The extraordinary transformation of the international arena in recent years requires that scholarship move more explicitly outside of the American scholarly world and into the wider international realm. This is essential in a world that brings together what had been largely national concerns. As is true of other intellectual fields, the arts are no longer understandable in terms of one society alone since few societies are either homogeneous or sealed off from other geographic, national, or societal units. Thus, whereas it may still be possible to study such issues as arts censorship in the context of a single society, it is more likely that political transformations open the door to new conflicts as global phenomena.
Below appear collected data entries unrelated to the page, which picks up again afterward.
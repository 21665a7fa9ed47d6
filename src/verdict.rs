//! Verdict representation.
//!
//! [`Verdict`] is the value a callback returns from inside a chain
//! traversal. [`VerdictWord`] is the dense bit-packed encoding used at the
//! FFI/demo boundary, matching the source's single machine word: a
//! low-byte kind (`MASK = 0xFF`) plus high bits carrying a queue number, a
//! bypass flag, or a drop errno.

use bitflags::bitflags;
use log::warn;

const MASK: u32 = 0xFF;
const KIND_ACCEPT: u32 = 0;
const KIND_DROP: u32 = 1;
const KIND_STOLEN: u32 = 2;
const KIND_QUEUE: u32 = 3;
const KIND_REPEAT: u32 = 4;
const KIND_STOP: u32 = 5;

bitflags! {
    #[derive(Debug, Clone, Copy, PartialEq, Eq)]
    pub struct QueueFlags: u32 {
        /// If the queue collaborator reports "no listener", resume
        /// traversal at the next entry instead of dropping the packet.
        const BYPASS = 0b1;
    }
}

/// A callback's instruction to the verdict engine.
#[derive(Debug, Clone, Copy, PartialEq, Eq)]
pub enum Verdict {
    Accept,
    /// `errno == 0` means "use the default" (resolved by
    /// [`crate::error::resolve_drop_errno`]).
    Drop(i32),
    /// The callback took ownership of the packet.
    Stolen,
    Queue { qid: u16, bypass: bool },
    /// Re-invoke the same entry without advancing the cursor.
    Repeat,
    /// Terminal accept: stop traversal without visiting later entries.
    Stop,
}

impl Verdict {
    pub fn queue(qid: u16, bypass: bool) -> Self {
        Verdict::Queue { qid, bypass }
    }

    pub fn drop_with_errno(errno: i32) -> Self {
        Verdict::Drop(errno)
    }

    pub fn to_word(self) -> VerdictWord {
        let raw = match self {
            Verdict::Accept => KIND_ACCEPT,
            Verdict::Drop(errno) => KIND_DROP | ((errno as u32) << 8),
            Verdict::Stolen => KIND_STOLEN,
            Verdict::Queue { qid, bypass } => {
                let flags = if bypass { QueueFlags::BYPASS.bits() } else { 0 };
                KIND_QUEUE | ((qid as u32) << 16) | (flags << 8)
            }
            Verdict::Repeat => KIND_REPEAT,
            Verdict::Stop => KIND_STOP,
        };
        VerdictWord(raw)
    }
}

/// Dense bit-packed encoding of a [`Verdict`], used across the FFI/demo
/// boundary. An unknown kind decodes to `Verdict::Drop(0)` (the engine logs
/// this in debug builds before treating it as a drop, per spec §4.5d).
#[derive(Debug, Clone, Copy, PartialEq, Eq)]
pub struct VerdictWord(pub u32);

impl VerdictWord {
    pub fn kind(self) -> u32 {
        self.0 & MASK
    }

    pub fn queue_id(self) -> u16 {
        (self.0 >> 16) as u16
    }

    pub fn bypass(self) -> bool {
        ((self.0 >> 8) & QueueFlags::BYPASS.bits()) != 0
    }

    pub fn drop_errno(self) -> i32 {
        (self.0 >> 8) as i32
    }

    pub fn to_verdict(self) -> Verdict {
        match self.kind() {
            KIND_ACCEPT => Verdict::Accept,
            KIND_DROP => Verdict::Drop(self.drop_errno()),
            KIND_STOLEN => Verdict::Stolen,
            KIND_QUEUE => Verdict::Queue {
                qid: self.queue_id(),
                bypass: self.bypass(),
            },
            KIND_REPEAT => Verdict::Repeat,
            KIND_STOP => Verdict::Stop,
            unknown => {
                #[cfg(debug_assertions)]
                warn!("evil verdict kind {unknown} observed on the data path, treating as DROP");
                #[cfg(not(debug_assertions))]
                let _ = unknown;
                Verdict::Drop(0)
            }
        }
    }
}

#[cfg(test)]
mod tests {
    use super::*;

    #[test]
    fn accept_round_trips() {
        assert_eq!(Verdict::Accept.to_word().to_verdict(), Verdict::Accept);
    }

    #[test]
    fn drop_carries_errno() {
        let word = Verdict::Drop(13).to_word();
        assert_eq!(word.kind(), KIND_DROP);
        assert_eq!(word.drop_errno(), 13);
        assert_eq!(word.to_verdict(), Verdict::Drop(13));
    }

    #[test]
    fn queue_carries_id_and_bypass() {
        let word = Verdict::queue(7, true).to_word();
        assert_eq!(word.queue_id(), 7);
        assert!(word.bypass());
        assert_eq!(word.to_verdict(), Verdict::Queue { qid: 7, bypass: true });
    }

    #[test]
    fn unknown_kind_is_treated_as_drop() {
        let word = VerdictWord(0xAB);
        assert_eq!(word.to_verdict(), Verdict::Drop(0));
    }
}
Related to globalization, technological innovations in cyberspace and computer technology militate even more poignantly against retaining the single society as the primary unit of analyses. They not only permit new forms of artistic expression but also enhance attempts to evade control over art content. Providing new avenues for artistic dissemination, they also substitute for direct contact with the storehouses of art, the museum. This suggests that this contextual metamorphosis will set the parameters of the next phase of studies in the sociology of the arts. Cultural sociologists have through theory, example, and practice contributed to the vital and potentially dangerous debates that pervade questions of “identity,” including ethnicity, gender, race, or religion, with strongly political loadings. Pursuing questions of meaning, identity, and value in terms of American society alone is clearly insufficient to understanding social processes and emergent structures. As American sociologists burst the bonds of narrow parochialism and enter the adventurous terrain of global processes, they foster a cosmopolitanism that challenges existing approaches and conceptualizations of the social sciences.